# **Network analysis - first part**

In this notebook, we will create networks between the individuals by their link to the same university at the same period. Then, conversely, we will realize a network between the organizations by the same individual.

The relations of the networks are created in an SQLite database. This needs many resources. We will realize in two parts. In this first part, we will only create the networks and in the **[second part](https://github.com/Semantic-Data-for-Humanities/Economists_Jurists/blob/main/Notebooks/Analysis_network_educatedAt_Script_part2.ipynb)**, we will make the analysis. Otherwise, this would exceed the number of bits allowed on Github.

Documentation:

* [Graph](https://en.wikipedia.org/wiki/Graph_(discrete_mathematics) (Wikipedia en)

In [1]:
import matplotlib.pyplot as plt
import numpy as np
import pandas as pd
import networkx as nx
import sqlite3

In [138]:
import pprint
import csv
import ast
import re

from collections import Counter, defaultdict
from operator import itemgetter

import sqlite3 as sql
import time

from importlib import reload
from shutil import copyfile

import math

In [3]:
net = pd.read_csv("spreadsheets/Network/network_etucatedAt.csv", sep=",")
net=net.rename(columns={"year": "year_birth"})
net.head()

Unnamed: 0,person,name,year_birth,educ_id,educatedAt,longitude,latitude
0,urn:uuid:fb3527da-478c-4e4f-a861-9de00b9d154b,Stephen Harper,1959.0,http://www.wikidata.org/entity/Q1067471,University of Calgary,-114.133056,51.0775
1,urn:uuid:9ce56c33-08da-497c-afb0-38cb6ff6536c,Joseph C. O'Mahoney,1884.0,http://www.wikidata.org/entity/Q49088,Columbia University,-73.961944,40.8075
2,urn:uuid:9ce56c33-08da-497c-afb0-38cb6ff6536c,Joseph C. O'Mahoney,1884.0,http://www.wikidata.org/entity/Q846101,Georgetown University Law Center,-77.0125,38.898333
3,urn:uuid:490ab506-b377-4e39-bf39-3d6e3f732a62,"Hugh Meade Alcorn, Jr.",1907.0,http://www.wikidata.org/entity/Q1143289,Yale Law School,-72.928147,41.311581
4,urn:uuid:490ab506-b377-4e39-bf39-3d6e3f732a62,"Hugh Meade Alcorn, Jr.",1907.0,http://www.wikidata.org/entity/Q49116,Dartmouth College,-72.288333,43.703333


In [8]:
# transform dataframe into SQLite database for create a relation between two persons
# It is necessary to realise selfjoin with condition
# cf. https://stackoverflow.com/questions/30627968/merge-pandas-dataframes-where-one-value-is-between-two-others
conn = sqlite3.connect(':memory:')
net.to_sql('net', conn, index=False)

In [5]:
# It is a query with the creation of relations between two people. 
# Both individuals are related if they went to the same higher education facility at the same period. 
# The period of the individuals is based on their date of birth. 
# It would be better to take the first and last of their university education (but few of them are recorded in Wikidata).
qry = '''
SELECT         net1.name AS person_1,
               net2.name AS person_2,
               net1.year_birth AS year_1,
               net2.year_birth AS year_2,
               net1.educatedAt AS educatedAt,
               net1.longitude AS longitude,
               net1.latitude AS latitude
FROM net net1, net net2
WHERE net1.name != net2.name
AND net1.educatedAt = net2.educatedAt
AND net1.year_birth BETWEEN net2.year_birth-6 AND net2.year_birth+6
AND net1.longitude = net2.longitude
AND net1.latitude = net2.latitude
    '''

In [6]:
# Transform the query result into dataframe
df = pd.read_sql_query(qry, conn)

In [7]:
df.to_csv("spreadsheets/network_educatedAt.csv", sep="|")
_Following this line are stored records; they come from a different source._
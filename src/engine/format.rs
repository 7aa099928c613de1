use crate::engine::deal::RankedDeal;

/// Разделитель между руками одинаковой силы.
pub const EQUAL_VALUE_SEPARATOR: char = '=';

/// Разделитель между руками разной силы.
pub const DIFFERENT_VALUE_SEPARATOR: char = ' ';

/// Текстовая строка результата: `Ac4d=Ad4s 5d6d As9s KhKd`.
pub fn format_text(deal: &RankedDeal) -> String {
    let mut out = String::with_capacity(deal.hands.len() * 5);
    for (i, (hand, tied)) in deal.hands.iter().zip(deal.ties_with_previous()).enumerate() {
        if i > 0 {
            out.push(if tied {
                EQUAL_VALUE_SEPARATOR
            } else {
                DIFFERENT_VALUE_SEPARATOR
            });
        }
        out.push_str(hand.token());
    }
    out
}
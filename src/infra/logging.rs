//! Инициализация логгера для бинарников.
//!
//! Библиотека пишет только через фасад `log`; куда и с каким уровнем
//! выводить — решает бинарник.

use log::SetLoggerError;
use simplelog::{ColorChoice, ConfigBuilder, TermLogger, TerminalMode};

use crate::infra::config::LogLevel;

/// Логи в stderr, чтобы не смешиваться с результатами в stdout.
pub fn init_logging(level: LogLevel) -> Result<(), SetLoggerError> {
    let config = ConfigBuilder::new()
        .set_location_level(log::LevelFilter::Off)
        .set_target_level(log::LevelFilter::Off)
        .set_thread_level(log::LevelFilter::Off)
        .build();

    TermLogger::init(
        level.to_filter(),
        config,
        TerminalMode::Stderr,
        ColorChoice::Auto,
    )
}
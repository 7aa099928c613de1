use std::error::Error;
use std::fs::File;
use std::io::{self, BufReader};
use std::path::PathBuf;

use clap::Parser;

use holdem_ranker::engine::run;
use holdem_ranker::infra::{init_logging, OutputFormat, RankerConfig, SortOrder};

/// Читает раздачи построчно и печатает руки в порядке силы.
///
/// Формат строки: `4cKs4h8s7s Ad4s Ac4d As9s KhKd 5d6d`
/// (борд из 5 карт без пробелов, затем руки по 4 символа).
#[derive(Parser, Debug)]
#[command(name = "holdem_ranker")]
#[command(about = "Rank Texas Hold'em hands against a shared board")]
struct Cli {
    /// Print total processing time (seconds) after the last line
    #[arg(long)]
    timed: bool,

    /// JSON config file (see RankerConfig); flags override it
    #[arg(long)]
    config: Option<PathBuf>,

    /// Read deals from a file instead of stdin
    #[arg(short, long)]
    input: Option<PathBuf>,

    /// One JSON object per deal instead of the text format
    #[arg(long)]
    json: bool,

    /// Strongest hand first (default: weakest first)
    #[arg(long)]
    strongest_first: bool,

    /// Evaluate deals with at least this many hands in parallel
    #[arg(long)]
    parallel_threshold: Option<usize>,

    /// More logging on stderr (-v, -vv, ...)
    #[arg(short, long, action = clap::ArgAction::Count)]
    verbose: u8,
}

impl Cli {
    /// Флаги CLI поверх конфига.
    fn apply(&self, mut config: RankerConfig) -> RankerConfig {
        if self.timed {
            config.timed = true;
        }
        if self.json {
            config.output = OutputFormat::Json;
        }
        if self.strongest_first {
            config.order = SortOrder::StrongestFirst;
        }
        if let Some(threshold) = self.parallel_threshold {
            config.parallel_threshold = threshold;
        }
        config.log_level = config.log_level.raised_by(self.verbose);
        config
    }
}

fn main() -> Result<(), Box<dyn Error>> {
    let cli = Cli::parse();

    let base = match &cli.config {
        Some(path) => RankerConfig::load(path)?,
        None => RankerConfig::default(),
    };
    let config = cli.apply(base);

    if let Err(e) = init_logging(config.log_level) {
        eprintln!("[holdem_ranker] логгер не инициализирован: {e}");
    }
    log::debug!("конфиг: {:?}", config);

    let stdout = io::stdout().lock();
    let stats = match &cli.input {
        Some(path) => run(BufReader::new(File::open(path)?), stdout, &config)?,
        None => run(io::stdin().lock(), stdout, &config)?,
    };

    log::info!("готово: {} строк, {} пропущено", stats.lines, stats.skipped);
    Ok(())
}
#![warn(missing_docs)]
#![warn(clippy::unwrap_used)]
#![warn(clippy::expect_used)]

//! # gaspp
//!
//! A preprocessor that translates GNU-assembler (gas) source into the
//! dialect accepted by Apple's legacy assembler. It sits between a
//! compiler driver and the real assembler: it consumes already
//! C-preprocessed assembly lines plus an architecture tag, transforms
//! unsupported directives into an equivalent form, and emits lines ready
//! to be piped into the downstream assembler invocation.
//!
//! The core is a five-stage line-oriented pipeline, in order:
//!
//! - **Normalizer** ([`normalize`]) — strips comments, neutralizes
//!   directives the target assembler rejects, rewrites directive
//!   aliases, and rejects non-Mach-O section names.
//! - **Macro engine** ([`macros`]) — collects `.macro`/`.endm`
//!   definitions and expands invocations with argument substitution.
//! - **Repetition & architecture rewriter** ([`rewrite`]) — expands
//!   `.rept`/`.irp`/`.irpc`, tracks the section stack for `.previous`,
//!   and applies ARM literal-pool and PowerPC relocation/SPR rewrites.
//! - **Conditional filter** ([`conditionals`]) — evaluates the `.if`
//!   family and emits only lines inside truthy branches.
//! - **Literal-pool tail flush** — emits any literal-pool entries left
//!   over after the last `.ltorg`.
//!
//! ## Example
//!
//! ```rust
//! use gaspp::{process, GaspConfig};
//!
//! let input = vec![
//!     ".macro add3 a,b,c".to_string(),
//!     "add \\a, \\b, \\c".to_string(),
//!     ".endm".to_string(),
//!     "add3 r0,r1,r2".to_string(),
//! ];
//!
//! let output = process(&GaspConfig::for_arm(), &input).unwrap();
//! assert!(output.iter().any(|l| l.trim() == "add r0, r1, r2"));
//! ```

mod config;
mod context;
mod driver;
mod engine;
mod error;
mod macro_def;

pub mod conditionals;
pub mod macros;
pub mod normalize;
pub mod rewrite;

pub use config::{ArchTag, GaspConfig};
pub use context::GaspContext;
pub use driver::GaspDriver;
pub use error::{GaspError, GaspResult};
pub use macro_def::{MacroDefinition, MacroParam};

/// Run the full pipeline over `input` with the given `config`.
///
/// Convenience wrapper around [`GaspDriver::process`] for callers who
/// don't need to reuse a driver across multiple inputs.
pub fn process(config: &GaspConfig, input: &[String]) -> GaspResult<Vec<String>> {
    GaspDriver::new(config.clone()).process(input)
}

#[cfg(test)]
mod tests {
    use super::*;

    fn lines(text: &str) -> Vec<String> {
        text.lines().map(str::to_string).collect()
    }

    #[test]
    fn comment_only_line_produces_no_content() {
        let input = lines("@ this whole line is a comment\n");
        let out = process(&GaspConfig::for_arm(), &input).unwrap();
        // Everything after the comment character is stripped in Pass 1a,
        // leaving a blank line that carries through to the tail flush.
        assert_eq!(out, vec!["", ".text"]);
    }

    #[test]
    fn scenario_macro_invocation() {
        let input = lines(".macro add3 a,b,c\nadd \\a, \\b, \\c\n.endm\nadd3 r0,r1,r2\n");
        let out = process(&GaspConfig::for_arm(), &input).unwrap();
        assert!(out.iter().any(|l| l.trim() == "add r0, r1, r2"));
    }

    #[test]
    fn scenario_rept() {
        let input = lines(".rept 3\nnop\n.endr\n");
        let out = process(&GaspConfig::for_arm(), &input).unwrap();
        assert_eq!(out.iter().filter(|l| l.trim() == "nop").count(), 3);
    }

    #[test]
    fn scenario_irp() {
        let input = lines(".irp reg, r0 r1 r2\nmov \\reg, #0\n.endr\n");
        let out = process(&GaspConfig::for_arm(), &input).unwrap();
        assert_eq!(
            out.iter()
                .filter(|l| l.trim().starts_with("mov"))
                .cloned()
                .collect::<Vec<_>>(),
            vec!["mov r0, #0", "mov r1, #0", "mov r2, #0"]
        );
    }

    #[test]
    fn scenario_literal_pool_drain() {
        let input = lines("ldr r0, =0xdeadbeef\nldr r1, =0xdeadbeef\n.ltorg\n");
        let out = process(&GaspConfig::for_arm(), &input).unwrap();
        assert!(out.iter().any(|l| l.contains("ldr r0, .Literal_0")));
        assert!(out.iter().any(|l| l.contains("ldr r1, .Literal_0")));
        assert!(out.iter().any(|l| l.trim() == ".Literal_0:"));
        assert_eq!(
            out.iter().filter(|l| l.trim() == ".Literal_0:").count(),
            1,
            "each label is flushed at most once total across all drains"
        );
    }

    #[test]
    fn scenario_conditional_filter() {
        let input = lines(".if 1\na\n.else\nb\n.endif\n.if 0\nc\n.else\nd\n.endif\n");
        let out = process(&GaspConfig::for_arm(), &input).unwrap();
        assert!(out.iter().any(|l| l.trim() == "a"));
        assert!(out.iter().any(|l| l.trim() == "d"));
        assert!(!out.iter().any(|l| l.trim() == "b"));
        assert!(!out.iter().any(|l| l.trim() == "c"));
    }

    #[test]
    fn scenario_powerpc_spr_rewrite() {
        let input = lines("mfctr 3\nmtvrsave 4\n");
        let out = process(&GaspConfig::for_powerpc(), &input).unwrap();
        assert!(out.iter().any(|l| l.trim() == "mfspr 3, 9"));
        assert!(out.iter().any(|l| l.trim() == "mtspr 256, 4"));
    }

    #[test]
    fn tail_flush_always_appends_text_directive() {
        let input = lines("nop\n");
        let out = process(&GaspConfig::for_arm(), &input).unwrap();
        assert_eq!(out.last().map(String::as_str), Some(".text"));
    }

    #[test]
    fn unreq_duplication_is_gated_by_fix_unreq() {
        let input = lines(".unreq foo\n");
        let with_fix = process(&GaspConfig::for_arm(), &input).unwrap();
        assert!(with_fix.iter().any(|l| l.trim() == ".unreq FOO"));

        let without_fix = process(&GaspConfig::for_arm().with_fix_unreq(false), &input).unwrap();
        assert!(!without_fix.iter().any(|l| l.trim() == ".unreq FOO"));
    }

    #[test]
    fn rejects_non_macho_section() {
        let input = lines(".section .text\n");
        let err = process(&GaspConfig::for_arm(), &input).unwrap_err();
        assert!(matches!(err, GaspError::UnsupportedConstruct { .. }));
    }
}
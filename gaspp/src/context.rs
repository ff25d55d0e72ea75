use std::collections::HashMap;

use crate::config::{ArchTag, GaspConfig};
use crate::macro_def::MacroDefinition;

/// Tri-state value tracked per nesting level of an active `.if` chain.
#[derive(Clone, Copy, Debug, PartialEq, Eq)]
pub enum ConditionalState {
    /// Emit lines in this branch.
    True,
    /// Skip lines in this branch; a future `.elseif`/`.else` may flip it.
    False,
    /// A branch in this chain already fired; no later branch may fire.
    StickyFalse,
}

/// The section-directive stack used to implement `.previous`.
///
/// `.section`, `.text`, and `.const_data` lines push their own text.
/// `.previous` resolves to the second-from-top entry and pushes a copy of
/// it, so that a second consecutive `.previous` toggles back.
#[derive(Debug, Default)]
pub struct SectionStack {
    stack: Vec<String>,
}

impl SectionStack {
    pub fn push(&mut self, line: String) {
        self.stack.push(line);
    }

    /// Resolve `.previous`: the second-from-top entry, which is then
    /// pushed again (so it becomes the new top, matching push semantics).
    /// Returns `None` if fewer than two section directives precede it.
    pub fn resolve_previous(&mut self) -> Option<String> {
        if self.stack.len() < 2 {
            return None;
        }
        let previous = self.stack[self.stack.len() - 2].clone();
        self.stack.push(previous.clone());
        Some(previous)
    }
}

/// Interns `=EXPR` operands of ARM `ldr Rn,=EXPR` into synthesized labels.
///
/// The counter is monotonically increasing and never resets, even across
/// multiple `.ltorg` drains, per the "literal uniqueness" property: two
/// `ldr` lines with the same expression always share one label, and each
/// label is flushed at most once total.
#[derive(Debug, Default)]
pub struct LiteralPool {
    labels: HashMap<String, String>,
    order: Vec<String>,
    counter: usize,
}

impl LiteralPool {
    /// Look up or create the label for `expr`, recording insertion order
    /// for the pending entries that a drain will emit.
    pub fn intern(&mut self, expr: &str) -> String {
        if let Some(label) = self.labels.get(expr) {
            return label.clone();
        }
        let label = format!(".Literal_{}", self.counter);
        self.counter += 1;
        self.labels.insert(expr.to_string(), label.clone());
        self.order.push(expr.to_string());
        label
    }

    /// Drain all pending entries as `(label, expr)` pairs in insertion
    /// order, clearing the pending set. The counter is untouched.
    pub fn drain(&mut self) -> Vec<(String, String)> {
        let entries: Vec<(String, String)> = self
            .order
            .drain(..)
            .map(|expr| {
                let label = self.labels.remove(&expr).expect("interned expr missing");
                (label, expr)
            })
            .collect();
        entries
    }

    pub fn is_empty(&self) -> bool {
        self.order.is_empty()
    }
}

/// The repetition construct currently being accumulated by Pass 2.
///
/// At most one is active at a time; nesting is detected and rejected.
#[derive(Debug)]
pub enum RepetitionContext {
    Rpt { count: i64, body: Vec<String> },
    Irp { param: String, args: Vec<String>, body: Vec<String> },
    Irpc { param: String, chars: Vec<char>, body: Vec<String> },
}

impl RepetitionContext {
    pub fn body_mut(&mut self) -> &mut Vec<String> {
        match self {
            RepetitionContext::Rpt { body, .. } => body,
            RepetitionContext::Irp { body, .. } => body,
            RepetitionContext::Irpc { body, .. } => body,
        }
    }
}

/// All mutable state shared across the pipeline's passes, owned by a
/// single logical processor (never process-wide statics, per the
/// concurrency model: one `GaspContext` per `process` call).
pub struct GaspContext {
    /// Defined `.macro` entries, keyed by name.
    pub macros: HashMap<String, MacroDefinition>,
    /// Nesting depth of `.macro`/`.endm` currently being collected.
    pub macro_level: u32,
    /// Name of the outermost macro currently being defined, if any.
    pub current_macro: Option<String>,

    pub section_stack: SectionStack,
    pub literal_pool: LiteralPool,
    pub conditional_stack: Vec<ConditionalState>,
    pub repetition: Option<RepetitionContext>,

    pub arch: ArchTag,
    pub fix_unreq: bool,
    pub max_expansion_depth: usize,

    /// 1-based line number of whichever pass's input is currently being
    /// processed, used only for diagnostics.
    pub current_line: usize,
}

impl GaspContext {
    #[must_use]
    pub fn new(config: &GaspConfig) -> Self {
        Self {
            macros: HashMap::new(),
            macro_level: 0,
            current_macro: None,
            section_stack: SectionStack::default(),
            literal_pool: LiteralPool::default(),
            conditional_stack: Vec::new(),
            repetition: None,
            arch: config.arch,
            fix_unreq: config.fix_unreq,
            max_expansion_depth: config.max_expansion_depth,
            current_line: 0,
        }
    }

    /// Whether every entry in the conditional stack is `True` — the
    /// emission rule for ordinary (non-`.if`-family) lines.
    #[must_use]
    pub fn conditionals_all_true(&self) -> bool {
        self.conditional_stack
            .iter()
            .all(|s| matches!(s, ConditionalState::True))
    }
}
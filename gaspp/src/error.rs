use thiserror::Error;

/// The error taxonomy produced by the preprocessor passes.
///
/// All variants are fatal: a broken macro definition or unbalanced
/// conditional can corrupt every subsequent line, so there is no partial
/// recovery. Each non-downstream variant carries the 1-based line number
/// of whichever pass's *input* triggered it; this is not a mapping back to
/// original source position (macro expansion makes that ambiguous by
/// design, and spec'd as a non-goal).
#[derive(Debug, Error)]
pub enum GaspError {
    /// A construct this preprocessor does not implement: an unrecognized
    /// `.if` variant, a non-Mach-O `.section` name, nested `.rept`/`.irp`,
    /// or `.previous` without two prior section directives.
    #[error("line {line}: unsupported construct: {detail}")]
    UnsupportedConstruct { line: usize, detail: String },

    /// Input that violates the directive grammar itself: `.endm`
    /// underflow, nested `.macro` without an outer definition, too many
    /// positional arguments to a non-vararg macro, a malformed `.ifc`
    /// operand list.
    #[error("line {line}: malformed input: {detail}")]
    MalformedInput { line: usize, detail: String },

    /// A failure reported by the outer collaborator driving the core —
    /// typically a broken pipe to the downstream assembler.
    #[error("downstream failure: {detail}")]
    DownstreamFailure { detail: String },
}

impl GaspError {
    pub fn unsupported(line: usize, detail: impl Into<String>) -> Self {
        GaspError::UnsupportedConstruct {
            line,
            detail: detail.into(),
        }
    }

    pub fn malformed(line: usize, detail: impl Into<String>) -> Self {
        GaspError::MalformedInput {
            line,
            detail: detail.into(),
        }
    }

    pub fn downstream(detail: impl Into<String>) -> Self {
        GaspError::DownstreamFailure {
            detail: detail.into(),
        }
    }
}

pub type GaspResult<T> = Result<T, GaspError>;
use lazy_static::lazy_static;
use regex::Regex;

use crate::engine::{is_macho_section, strip_comment, SECTION_LINE};
use crate::error::{GaspError, GaspResult};

lazy_static! {
    /// Directives the downstream assembler rejects outright; neutralized
    /// by prefixing them with the comment character. `.ltorg` is
    /// deliberately absent here — Pass 2 replaces it wholesale with the
    /// drained literal pool, so there is never a leftover `.ltorg` line
    /// for this pass's comment-out to shadow.
    static ref COMMENT_OUT: Regex =
        Regex::new(r"^(\s*)\.(type|func|endfunc|size|fpu|arch|object_arch)\b").unwrap();

    static ref GLOBAL_ALIAS: Regex = Regex::new(r"^(\s*)\.global\b").unwrap();
    static ref INT_ALIAS: Regex = Regex::new(r"^(\s*)\.int\b").unwrap();
    static ref FLOAT_ALIAS: Regex = Regex::new(r"^(\s*)\.float\b").unwrap();
}

/// Pass 1a. Normalizes one raw line: strips comments, neutralizes
/// directives the target assembler doesn't accept, rewrites a handful of
/// directive aliases, and rejects non-Mach-O section names.
pub fn normalize_line(line: &str, comment_char: char, line_no: usize) -> GaspResult<String> {
    let stripped = strip_comment(line, comment_char);

    if let Some(caps) = SECTION_LINE.captures(&stripped) {
        let name = &caps[1];
        if !is_macho_section(name) {
            return Err(GaspError::unsupported(
                line_no,
                format!("`.section {name}` is not a Mach-O two-part section name"),
            ));
        }
    }

    let mut out = stripped;

    if out.contains("rodata") && SECTION_LINE.is_match(&out) {
        out = out.replace("rodata", "const_data");
    }
    out = GLOBAL_ALIAS.replace(&out, "${1}.globl").to_string();
    out = INT_ALIAS.replace(&out, "${1}.long").to_string();
    out = FLOAT_ALIAS.replace(&out, "${1}.single").to_string();

    if let Some(caps) = COMMENT_OUT.captures(&out) {
        let indent = &caps[1];
        let rest = out[indent.len()..].to_string();
        out = format!("{indent}{comment_char}{rest}");
    }

    Ok(out)
}

#[cfg(test)]
mod tests {
    use super::*;

    #[test]
    fn strips_trailing_comment() {
        let result = normalize_line("mov r0, #1 @ set flag", '@', 1).unwrap();
        assert_eq!(result, "mov r0, #1 ");
    }

    #[test]
    fn comment_idempotence() {
        let once = normalize_line("@ already a comment", '@', 1).unwrap();
        let twice = normalize_line(&once, '@', 1).unwrap();
        assert_eq!(once, twice);
    }

    #[test]
    fn comments_out_size_directive() {
        let result = normalize_line(".size foo, .-foo", '@', 1).unwrap();
        assert_eq!(result, "@.size foo, .-foo");
    }

    #[test]
    fn leaves_ltorg_verbatim() {
        let result = normalize_line(".ltorg", '@', 1).unwrap();
        assert_eq!(result, ".ltorg");
    }

    #[test]
    fn rewrites_global_alias() {
        let result = normalize_line(".global _main", '@', 1).unwrap();
        assert_eq!(result, ".globl _main");
    }

    #[test]
    fn rewrites_int_and_float_alias() {
        assert_eq!(normalize_line(".int 1", '@', 1).unwrap(), ".long 1");
        assert_eq!(normalize_line(".float 1.0", '@', 1).unwrap(), ".single 1.0");
    }

    #[test]
    fn rewrites_rodata_section() {
        let result = normalize_line(".section __TEXT,__rodata", '@', 1).unwrap();
        assert_eq!(result, ".section __TEXT,__const_data");
    }

    #[test]
    fn rejects_non_macho_section() {
        let err = normalize_line(".section .rodata", '@', 1).unwrap_err();
        assert!(matches!(err, GaspError::UnsupportedConstruct { .. }));
    }
}
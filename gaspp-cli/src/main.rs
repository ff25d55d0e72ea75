#![warn(clippy::unwrap_used)]
#![warn(clippy::expect_used)]

use std::fs;
use std::io::{self, Read, Write};
use std::process::{Command, Stdio};

use anyhow::{Context, Result};
use clap::Parser;
use colored::Colorize;
use log::info;

use gaspp::{process, GaspConfig};

/// Translate gas assembly into the dialect accepted by Apple's legacy
/// assembler, then either print the result or pipe it into the real
/// assembler binary.
///
/// This is a minimal stand-in for the outer command-line driver: input
/// type detection, argument-list rewriting for the downstream assembler,
/// and architecture autodetection from the tool binary name are all
/// external collaborators this crate does not attempt to reproduce in
/// full.
#[derive(Parser, Debug)]
#[command(name = "gaspp-cli", version, about)]
struct Cli {
    /// Target architecture; selects the comment character and the
    /// architecture-specific rewrites.
    #[arg(long, value_enum, default_value_t = ArchArg::Arm)]
    arch: ArchArg,

    /// Disable `.unreq` uppercase duplication (enabled by default).
    #[arg(long)]
    no_fix_unreq: bool,

    /// Assembler binary to pipe the result into. If omitted, the result
    /// is printed to stdout instead.
    #[arg(long)]
    assembler: Option<String>,

    /// Input file. Reads stdin if omitted.
    input: Option<String>,

    /// Arguments forwarded verbatim to the assembler, after `--`.
    #[arg(last = true)]
    assembler_args: Vec<String>,
}

#[derive(Clone, Copy, Debug, clap::ValueEnum)]
enum ArchArg {
    Arm,
    Powerpc,
}

impl std::fmt::Display for ArchArg {
    fn fmt(&self, f: &mut std::fmt::Formatter<'_>) -> std::fmt::Result {
        match self {
            ArchArg::Arm => write!(f, "arm"),
            ArchArg::Powerpc => write!(f, "powerpc"),
        }
    }
}

fn main() {
    env_logger::init();
    if let Err(err) = run() {
        eprintln!("{}: {err}", "gaspp-cli".red().bold());
        std::process::exit(1);
    }
}

fn run() -> Result<()> {
    let cli = Cli::parse();
    info!("target architecture: {}", cli.arch);

    let source = match &cli.input {
        Some(path) => fs::read_to_string(path).with_context(|| format!("reading {path}"))?,
        None => {
            let mut buf = String::new();
            io::stdin().read_to_string(&mut buf).context("reading stdin")?;
            buf
        }
    };
    let lines: Vec<String> = source.lines().map(str::to_string).collect();

    let base = match cli.arch {
        ArchArg::Arm => GaspConfig::for_arm(),
        ArchArg::Powerpc => GaspConfig::for_powerpc(),
    };
    let config = base.with_fix_unreq(!cli.no_fix_unreq);

    let output = process(&config, &lines)?;
    info!("produced {} output lines", output.len());
    let rendered = format!("{}\n", output.join("\n"));

    match &cli.assembler {
        Some(assembler) => {
            info!("piping output into assembler `{assembler}`");
            pipe_to_assembler(assembler, &cli.assembler_args, &rendered)
        }
        None => {
            print!("{rendered}");
            Ok(())
        }
    }
}

fn pipe_to_assembler(assembler: &str, extra_args: &[String], rendered: &str) -> Result<()> {
    let mut child = Command::new(assembler)
        .args(extra_args)
        .stdin(Stdio::piped())
        .spawn()
        .with_context(|| format!("spawning assembler `{assembler}`"))?;

    {
        let stdin = child
            .stdin
            .as_mut()
            .context("assembler did not expose a stdin pipe")?;
        stdin
            .write_all(rendered.as_bytes())
            .context("writing to assembler stdin")?;
    }

    let status = child.wait().context("waiting on assembler process")?;
    if !status.success() {
        anyhow::bail!(
            "assembler `{assembler}` exited with status {}",
            status.code().unwrap_or(-1)
        );
    }
    Ok(())
}
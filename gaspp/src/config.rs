/// Target architecture tag supplied by the driver collaborator.
///
/// Selects the comment character and enables architecture-specific
/// rewrites in Pass 2 (ARM literal pools and `.unreq` duplication, or
/// PowerPC relocation-suffix and SPR rewriting).
#[derive(Clone, Copy, Debug, PartialEq, Eq)]
pub enum ArchTag {
    /// ARM (and AArch32) targets. Comment character is `@`.
    Arm,
    /// PowerPC targets. Comment character is `#`.
    PowerPc,
}

impl ArchTag {
    /// The comment character this architecture's assembler uses.
    #[must_use]
    pub const fn comment_char(self) -> char {
        match self {
            ArchTag::Arm => '@',
            ArchTag::PowerPc => '#',
        }
    }
}

/// Configuration for the gas-to-Mach-O preprocessor.
///
/// Mirrors the driver-surface configuration from the system description:
/// the architecture tag and the `fix-unreq` flag are both supplied by the
/// outer collaborator, not derived by the core.
#[derive(Clone, Debug)]
pub struct GaspConfig {
    /// Target architecture, determining comment character and rewrites.
    pub arch: ArchTag,
    /// Whether `.unreq` should be duplicated in uppercase (ARM legacy-gas
    /// quirk). Defaults to enabled, matching the default on Apple hosts.
    pub fix_unreq: bool,
    /// Maximum macro/repetition expansion depth before aborting with
    /// `GaspError::MalformedInput`. Not part of the directive surface;
    /// purely a safety guard against runaway recursive expansion.
    pub max_expansion_depth: usize,
}

impl GaspConfig {
    /// Configuration for ARM targets, with `fix-unreq` enabled.
    #[must_use]
    pub const fn for_arm() -> Self {
        Self {
            arch: ArchTag::Arm,
            fix_unreq: true,
            max_expansion_depth: 4096,
        }
    }

    /// Configuration for PowerPC targets.
    #[must_use]
    pub const fn for_powerpc() -> Self {
        Self {
            arch: ArchTag::PowerPc,
            fix_unreq: true,
            max_expansion_depth: 4096,
        }
    }

    /// Override the `fix-unreq` flag.
    #[must_use]
    pub const fn with_fix_unreq(mut self, fix_unreq: bool) -> Self {
        self.fix_unreq = fix_unreq;
        self
    }

    /// Override the expansion-depth guard.
    #[must_use]
    pub const fn with_max_expansion_depth(mut self, depth: usize) -> Self {
        self.max_expansion_depth = depth;
        self
    }
}

impl Default for GaspConfig {
    fn default() -> Self {
        Self::for_arm()
    }
}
## **Link between organizations**

Now, we will realize the same process with the organization. A relation is created when an individual has been in two organizations.

In [77]:
link_edu = '''
SELECT         net1.educatedAt AS orga_1,
               net2.educatedAt AS orga_2,
               net1.name AS person,
               net1.year_birth AS birth_year,
               net1.longitude AS long_1,
               net2.longitude AS long_2,
               net1.latitude AS lat_1,
               net2.latitude AS lat_2
FROM net net1, net net2
WHERE net1.name = net2.name
AND net1.educatedAt != net2.educatedAt
AND net1.longitude != net2.longitude
AND net1.latitude != net2.latitude
ORDER BY person
    '''

In [78]:
df = pd.read_sql_query(link_edu, conn)

In [79]:
df.to_csv("spreadsheets/Network/network_organizations.csv", sep="|")